Thyme De Provence


Thyme De Provence, or ‘Summer Thyme’, is a popular perennial herb that is well known for its culinary, medicinal and ornamental uses. With its tiny, soft, grey-green leaves and small, pinkish flowers, Thyme de Provence is spicier than common thyme and is the preferred option in authentic French cuisine. In fact, it is the leading component in the famous Herbes de Provence dried-herb mix, as well as in the Bouquet garni – a bundle of string-tied herbs used to flavour soups and stews. Thyme can be found beyond the library’s ‘cookery’ section, though; it has long been a key ingredient in folk medicine and is listed frequently in spell handbooks. Historically, it’s had a major role in vision-inducing love potions, fairy-producing unguents and, as the botanist Nicholas Culpeper recommended, nightmare remedies.

Common name Thyme
Latin name Thymus vulgaris
Variety De Provence
Quantity 10 seeds
Plant size Height: 15 cm
Width: 20 cm
Container size Height: 20 cm
Width: 20 cm
Companion plant(s) Tomatoes, peppers, aubergines, oregano, alpine strawberries.
Planting indoors Feb to Mar
Planting outdoors Apr to Jun
Germination 15 to 30 days
Harvesting 40 to 60 days
Planting 1 cm to 2 cm apart at 0.5 cm depth
Thinning 3 cm to 5 cm between plants
Light Full sun
Soil Well-drained, light and poor soil
Watering Regular watering, allow to dry out
Feeding Not required
Caring Thyme requires very little care, apart from occasional watering. Light pruning will help to maintain its compact-yet-bushy shape. Thyme is a sun-loving plant, and the light draws out the pungent oils that make its flavour so strong.
Beneficial wildlife Attracts bees and butterflies.
Pests Repels cabbage pests, whitefly and tomato hornworm.
Harvesting Pinch out small, fresh branches as you need them, or hang to dry in small bunches.
Eating Medicinal properties: In Hippocrates’ time, infusions of the herb were drunk at the end of banquets for digestive purposes.
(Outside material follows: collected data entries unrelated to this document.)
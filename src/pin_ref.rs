//! Normalized pin identifiers.
use once_cell::sync::Lazy;
use regex::Regex;
use serde::{Deserialize, Deserializer, Serialize, Serializer};
use std::fmt;
use std::str::FromStr;
use thiserror::Error;

const CANONICAL_BASE: &str = "https://www.pinterest.com/pin/";

static PIN_PATH: Lazy<Regex> =
    Lazy::new(|| Regex::new(r"/pin/([A-Za-z0-9_-]+)").expect("valid pin path regex"));
static BARE_ID: Lazy<Regex> =
    Lazy::new(|| Regex::new(r"^[A-Za-z0-9_-]+$").expect("valid pin id regex"));

/// Path segments under `/pin/` that are site features, not pins.
const RESERVED: &[&str] = &["create", "find", "edit", "new"];

fn is_reserved(id: &str) -> bool {
    RESERVED.iter().any(|r| id.eq_ignore_ascii_case(r))
}

#[derive(Debug, Error, PartialEq, Eq)]
#[error("not a pin link: {0}")]
pub struct InvalidPinRef(pub String);

/// One pin, identified by the opaque ID embedded in its URL.
///
/// Locale subdomains (`tr.pinterest.com`), country TLDs, query strings and
/// trailing path segments all collapse to the same value.
#[derive(Debug, Clone, PartialEq, Eq, PartialOrd, Ord, Hash)]
pub struct PinRef(String);

impl PinRef {
    /// Parse a raw link (or a bare ID) into a `PinRef`.
    pub fn parse(raw: &str) -> Result<Self, InvalidPinRef> {
        let trimmed = raw.trim();
        if let Some(caps) = PIN_PATH.captures(trimmed) {
            let id = &caps[1];
            if is_reserved(id) {
                return Err(InvalidPinRef(raw.to_string()));
            }
            return Ok(Self(id.to_string()));
        }
        if BARE_ID.is_match(trimmed) && !is_reserved(trimmed) {
            return Ok(Self(trimmed.to_string()));
        }
        Err(InvalidPinRef(raw.to_string()))
    }

    pub fn id(&self) -> &str {
        &self.0
    }

    pub fn url(&self) -> String {
        format!("{}{}/", CANONICAL_BASE, self.0)
    }
}

impl fmt::Display for PinRef {
    fn fmt(&self, f: &mut fmt::Formatter<'_>) -> fmt::Result {
        f.write_str(&self.url())
    }
}

impl FromStr for PinRef {
    type Err = InvalidPinRef;

    fn from_str(s: &str) -> Result<Self, Self::Err> {
        Self::parse(s)
    }
}

impl Serialize for PinRef {
    fn serialize<S: Serializer>(&self, serializer: S) -> Result<S::Ok, S::Error> {
        serializer.serialize_str(&self.url())
    }
}

impl<'de> Deserialize<'de> for PinRef {
    fn deserialize<D: Deserializer<'de>>(deserializer: D) -> Result<Self, D::Error> {
        let raw = String::deserialize(deserializer)?;
        PinRef::parse(&raw).map_err(serde::de::Error::custom)
    }
}

#[cfg(test)]
mod tests {
    use super::*;

    #[test]
    fn locale_variants_collapse() {
        let variants = [
            "https://tr.pinterest.com/pin/123456789/",
            "https://www.pinterest.com/pin/123456789",
            "https://www.pinterest.co.uk/pin/123456789/?mt=login",
            "http://pinterest.de/pin/123456789/sent/#top",
            "/pin/123456789/",
            "123456789",
        ];
        let first = PinRef::parse(variants[0]).unwrap();
        for v in variants {
            assert_eq!(PinRef::parse(v).unwrap(), first, "variant {v}");
        }
        assert_eq!(first.url(), "https://www.pinterest.com/pin/123456789/");
        assert_eq!(first.id(), "123456789");
    }

    #[test]
    fn rejects_non_pin_links() {
        assert!(PinRef::parse("https://www.pinterest.com/someone/board/").is_err());
        assert!(PinRef::parse("").is_err());
    }

    #[test]
    fn share_links_are_not_pins() {
        assert!(PinRef::parse("https://www.pinterest.com/pin/create/button/?url=https%3A%2F%2Fx.com").is_err());
        assert!(PinRef::parse("/pin/Create/bookmarklet/").is_err());
        assert!(PinRef::parse("create").is_err());
    }

    #[test]
    fn serde_uses_canonical_url() {
        let pin = PinRef::parse("https://tr.pinterest.com/pin/42/").unwrap();
        let json = serde_json::to_string(&pin).unwrap();
        assert_eq!(json, "\"https://www.pinterest.com/pin/42/\"");
        let back: PinRef = serde_json::from_str("\"https://fr.pinterest.com/pin/42/\"").unwrap();
        assert_eq!(back, pin);
    }
}
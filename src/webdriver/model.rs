//! W3C WebDriver wire shapes.
use serde::{Deserialize, Serialize};
use serde_json::{json, Value};

/// Key under which WebDriver returns element references.
pub const ELEMENT_KEY: &str = "element-6066-11e4-a52e-4f735466cecf";

/// Every WebDriver response wraps its payload in `value`.
#[derive(Deserialize, Debug)]
pub struct WireResponse {
    #[serde(default)]
    pub value: Value,
}

#[derive(Deserialize, Debug)]
pub struct WireError {
    pub error: String,
    #[serde(default)]
    pub message: String,
}

#[derive(Deserialize, Debug)]
pub struct NewSessionValue {
    #[serde(rename = "sessionId")]
    pub session_id: String,
}

#[derive(Serialize, Debug)]
pub struct FindElements<'a> {
    pub using: &'a str,
    pub value: &'a str,
}

#[derive(Debug, Clone, PartialEq, Eq)]
pub enum Locator {
    Css(String),
    XPath(String),
}

impl Locator {
    pub fn strategy(&self) -> &'static str {
        match self {
            Locator::Css(_) => "css selector",
            Locator::XPath(_) => "xpath",
        }
    }

    pub fn selector(&self) -> &str {
        match self {
            Locator::Css(s) | Locator::XPath(s) => s,
        }
    }
}

/// Pull element ids out of a `find elements` payload.
pub fn element_ids(value: &Value) -> Vec<String> {
    value
        .as_array()
        .map(|items| {
            items
                .iter()
                .filter_map(|item| item.get(ELEMENT_KEY).and_then(Value::as_str))
                .map(str::to_string)
                .collect()
        })
        .unwrap_or_default()
}

pub fn element_arg(id: &str) -> Value {
    json!({ ELEMENT_KEY: id })
}
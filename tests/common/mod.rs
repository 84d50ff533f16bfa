#![allow(dead_code)]

use async_trait::async_trait;
use pin_copier::browser::{BrowserError, BrowserSession, Cookie, ElementHandle, Target};
use pin_copier::config::Config;
use pin_copier::pacing::{Pacer, Pacing};
use pin_copier::pin_ref::PinRef;
use pin_copier::saver::{PinSaver, SaveError};
use std::collections::{HashMap, VecDeque};
use std::path::Path;
use std::sync::Arc;
use std::time::Duration;
use tokio::sync::Mutex;
use tokio_util::sync::CancellationToken;

pub fn pin(id: &str) -> PinRef {
    PinRef::parse(id).unwrap()
}

pub fn pin_links(ids: &[&str]) -> Vec<String> {
    ids.iter()
        .map(|id| format!("https://tr.pinterest.com/pin/{id}/"))
        .collect()
}

pub fn test_config(logs_dir: &Path) -> Config {
    let mut cfg = Config::default();
    cfg.app.logs_dir = logs_dir.to_string_lossy().into_owned();
    cfg.boards.source_url = "https://www.pinterest.com/someone/source/".into();
    cfg.boards.target_name = "Target".into();
    cfg.pacing.min_delay_secs = 0.0;
    cfg.pacing.max_delay_secs = 0.0;
    cfg
}

/// Returns immediately and remembers every requested wait. With
/// `cancel_at(n)` the n-th wait cancels the run and never finishes.
#[derive(Clone, Default)]
pub struct RecordingPacer {
    sleeps: Arc<Mutex<Vec<Duration>>>,
    cancel_at: Option<(usize, CancellationToken)>,
}

impl RecordingPacer {
    pub fn cancel_at(n: usize, token: CancellationToken) -> Self {
        Self {
            cancel_at: Some((n, token)),
            ..Default::default()
        }
    }

    pub async fn sleeps(&self) -> Vec<Duration> {
        self.sleeps.lock().await.clone()
    }
}

#[async_trait]
impl Pacer for RecordingPacer {
    async fn sleep(&self, duration: Duration) {
        let n = {
            let mut guard = self.sleeps.lock().await;
            guard.push(duration);
            guard.len()
        };
        if let Some((at, token)) = &self.cancel_at {
            if n == *at {
                token.cancel();
                std::future::pending::<()>().await;
            }
        }
    }
}

pub fn recording_pacing() -> (RecordingPacer, Pacing) {
    let pacer = RecordingPacer::default();
    let pacing = Pacing::new(Arc::new(pacer.clone()), CancellationToken::new());
    (pacer, pacing)
}

#[derive(Debug, Clone, Copy, PartialEq, Eq)]
pub enum Step {
    Saved,
    Failed,
    Blocked,
}

/// Answers `save_pin` from a per-pin script; unscripted pins save fine.
#[derive(Clone, Default)]
pub struct ScriptedSaver {
    script: Arc<Mutex<HashMap<String, VecDeque<Step>>>>,
    calls: Arc<Mutex<Vec<(String, String)>>>,
    cancel_after: Option<(usize, CancellationToken)>,
}

impl ScriptedSaver {
    pub fn new(script: Vec<(&str, Vec<Step>)>) -> Self {
        let map = script
            .into_iter()
            .map(|(id, steps)| (id.to_string(), VecDeque::from(steps)))
            .collect();
        Self {
            script: Arc::new(Mutex::new(map)),
            ..Default::default()
        }
    }

    /// Cancel the run while the n-th save is in flight.
    pub fn cancelling_after(mut self, n: usize, token: CancellationToken) -> Self {
        self.cancel_after = Some((n, token));
        self
    }

    pub async fn calls(&self) -> Vec<String> {
        self.calls.lock().await.iter().map(|(id, _)| id.clone()).collect()
    }

    pub async fn boards(&self) -> Vec<String> {
        self.calls.lock().await.iter().map(|(_, b)| b.clone()).collect()
    }
}

#[async_trait]
impl PinSaver for ScriptedSaver {
    async fn save_pin(&self, pin: &PinRef, target_board: &str) -> Result<bool, SaveError> {
        let n = {
            let mut calls = self.calls.lock().await;
            calls.push((pin.id().to_string(), target_board.to_string()));
            calls.len()
        };
        if let Some((at, token)) = &self.cancel_after {
            if n == *at {
                token.cancel();
            }
        }
        let step = self
            .script
            .lock()
            .await
            .get_mut(pin.id())
            .and_then(VecDeque::pop_front)
            .unwrap_or(Step::Saved);
        match step {
            Step::Saved => Ok(true),
            Step::Failed => Ok(false),
            Step::Blocked => Err(SaveError::Blocked("Captcha iframe detected".into())),
        }
    }
}

/// In-memory browser. Link extraction follows a per-step script and then
/// repeats `fallback`; element lookups succeed for targets listed in
/// `present`.
#[derive(Clone)]
pub struct ScriptedBrowser {
    links: Arc<Mutex<VecDeque<Result<Vec<String>, String>>>>,
    fallback: Arc<Mutex<Result<Vec<String>, String>>>,
    present: Arc<Mutex<Vec<Target>>>,
    location: Arc<Mutex<String>>,
    text: Arc<Mutex<String>>,
    pub navigations: Arc<Mutex<Vec<String>>>,
    pub clicks: Arc<Mutex<Vec<String>>>,
    pub extractions: Arc<Mutex<usize>>,
    pub scrolls: Arc<Mutex<usize>>,
}

impl Default for ScriptedBrowser {
    fn default() -> Self {
        Self {
            links: Arc::default(),
            fallback: Arc::new(Mutex::new(Ok(Vec::new()))),
            present: Arc::default(),
            location: Arc::new(Mutex::new("https://www.pinterest.com/pin/1/".into())),
            text: Arc::default(),
            navigations: Arc::default(),
            clicks: Arc::default(),
            extractions: Arc::default(),
            scrolls: Arc::default(),
        }
    }
}

impl ScriptedBrowser {
    pub fn with_links(steps: Vec<Result<Vec<String>, String>>, fallback: Result<Vec<String>, String>) -> Self {
        Self {
            links: Arc::new(Mutex::new(VecDeque::from(steps))),
            fallback: Arc::new(Mutex::new(fallback)),
            ..Default::default()
        }
    }

    pub fn with_page(location: &str, text: &str, present: Vec<Target>) -> Self {
        Self {
            location: Arc::new(Mutex::new(location.into())),
            text: Arc::new(Mutex::new(text.into())),
            present: Arc::new(Mutex::new(present)),
            ..Default::default()
        }
    }

    pub async fn extraction_count(&self) -> usize {
        *self.extractions.lock().await
    }

    pub async fn scroll_count(&self) -> usize {
        *self.scrolls.lock().await
    }

    pub async fn clicked(&self) -> Vec<String> {
        self.clicks.lock().await.clone()
    }
}

#[async_trait]
impl BrowserSession for ScriptedBrowser {
    async fn navigate(&self, url: &str) -> Result<(), BrowserError> {
        self.navigations.lock().await.push(url.to_string());
        Ok(())
    }

    async fn current_location(&self) -> Result<String, BrowserError> {
        Ok(self.location.lock().await.clone())
    }

    async fn page_text(&self) -> Result<String, BrowserError> {
        Ok(self.text.lock().await.clone())
    }

    async fn find_clickable(&self, target: &Target) -> Result<Option<ElementHandle>, BrowserError> {
        let present = self.present.lock().await;
        Ok(present
            .iter()
            .find(|t| *t == target)
            .map(|t| ElementHandle(format!("{t:?}"))))
    }

    async fn click(&self, element: &ElementHandle) -> Result<(), BrowserError> {
        self.clicks.lock().await.push(element.0.clone());
        Ok(())
    }

    async fn send_keys(&self, _element: &ElementHandle, _text: &str) -> Result<(), BrowserError> {
        Ok(())
    }

    async fn link_targets(&self, _fragment: &str) -> Result<Vec<String>, BrowserError> {
        *self.extractions.lock().await += 1;
        let next = self.links.lock().await.pop_front();
        let step = match next {
            Some(step) => step,
            None => self.fallback.lock().await.clone(),
        };
        step.map_err(BrowserError::Transport)
    }

    async fn scroll_by(&self, _pixels: u32) -> Result<(), BrowserError> {
        *self.scrolls.lock().await += 1;
        Ok(())
    }

    async fn scroll_element(&self, _element: &ElementHandle, _pixels: u32) -> Result<(), BrowserError> {
        Ok(())
    }

    async fn cookies(&self) -> Result<Vec<Cookie>, BrowserError> {
        Ok(Vec::new())
    }

    async fn add_cookie(&self, _cookie: &Cookie) -> Result<(), BrowserError> {
        Ok(())
    }

    async fn refresh(&self) -> Result<(), BrowserError> {
        Ok(())
    }

    async fn close(&self) -> Result<(), BrowserError> {
        Ok(())
    }
}
//! UI-automation capability consumed by the collector, saver and login flow.
//!
//! Selectors live behind [`Target`] so callers name *what* they want to click
//! and the session implementation decides *how* to find it.
use async_trait::async_trait;
use serde::{Deserialize, Serialize};
use thiserror::Error;

#[derive(Debug, Error)]
pub enum BrowserError {
    #[error("webdriver transport error: {0}")]
    Transport(String),
    #[error("webdriver error `{kind}`: {message}")]
    Protocol { kind: String, message: String },
    #[error("timed out waiting for {0}")]
    Timeout(String),
    #[error("unexpected webdriver response: {0}")]
    Response(String),
}

/// Things on a page the automation needs to find.
#[derive(Debug, Clone, PartialEq, Eq)]
pub enum Target {
    SaveButton,
    SavedButton,
    BoardDialog,
    SeeAllBoards,
    /// A board entry inside the save dialog; `exact` disables partial matches.
    BoardOption { name: String, exact: bool },
    EmailField,
    PasswordField,
    LoginSubmit,
}

/// Opaque reference to a located element, valid for the current page.
#[derive(Debug, Clone, PartialEq, Eq)]
pub struct ElementHandle(pub String);

#[derive(Debug, Clone, Serialize, Deserialize, PartialEq, Eq)]
pub struct Cookie {
    pub name: String,
    pub value: String,
    #[serde(default, skip_serializing_if = "Option::is_none")]
    pub path: Option<String>,
    #[serde(default, skip_serializing_if = "Option::is_none")]
    pub domain: Option<String>,
    #[serde(default, skip_serializing_if = "Option::is_none")]
    pub secure: Option<bool>,
    #[serde(default, rename = "httpOnly", skip_serializing_if = "Option::is_none")]
    pub http_only: Option<bool>,
    #[serde(default, skip_serializing_if = "Option::is_none")]
    pub expiry: Option<u64>,
    #[serde(default, rename = "sameSite", skip_serializing_if = "Option::is_none")]
    pub same_site: Option<String>,
}

/// A single browser session. Not safe for overlapping use: callers drive it
/// strictly one operation at a time.
#[async_trait]
pub trait BrowserSession: Send + Sync {
    async fn navigate(&self, url: &str) -> Result<(), BrowserError>;

    async fn current_location(&self) -> Result<String, BrowserError>;

    /// Full page source, lowercased matching is left to callers.
    async fn page_text(&self) -> Result<String, BrowserError>;

    /// First visible element for `target`, or `Ok(None)` when it is absent.
    async fn find_clickable(&self, target: &Target) -> Result<Option<ElementHandle>, BrowserError>;

    async fn click(&self, element: &ElementHandle) -> Result<(), BrowserError>;

    async fn send_keys(&self, element: &ElementHandle, text: &str) -> Result<(), BrowserError>;

    /// `href` of every rendered anchor whose link contains `fragment`.
    async fn link_targets(&self, fragment: &str) -> Result<Vec<String>, BrowserError>;

    async fn scroll_by(&self, pixels: u32) -> Result<(), BrowserError>;

    /// Scroll inside a scrollable element (e.g. the board dialog).
    async fn scroll_element(&self, element: &ElementHandle, pixels: u32) -> Result<(), BrowserError>;

    async fn cookies(&self) -> Result<Vec<Cookie>, BrowserError>;

    async fn add_cookie(&self, cookie: &Cookie) -> Result<(), BrowserError>;

    async fn refresh(&self) -> Result<(), BrowserError>;

    async fn close(&self) -> Result<(), BrowserError>;
}
//! Alert delivery error types

use thiserror::Error;

pub type AlertResult<T> = Result<T, AlertError>;

#[derive(Debug, Clone, Error)]
pub enum AlertError {
    #[error("failed to build alert message: {0}")]
    BuildFailed(String),

    #[error("failed to send alert: {0}")]
    SendFailed(String),
}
How to eat: Thyme De Provence works well in all Mediterranean meat and vegetable recipes, as testified by its presence in the classic Arabic Za’atar spice blend. When combined with honey, thyme can be used across the spectrum of dishes, from salads to sweet treats (especially those containing complementary lemon or orange flavours).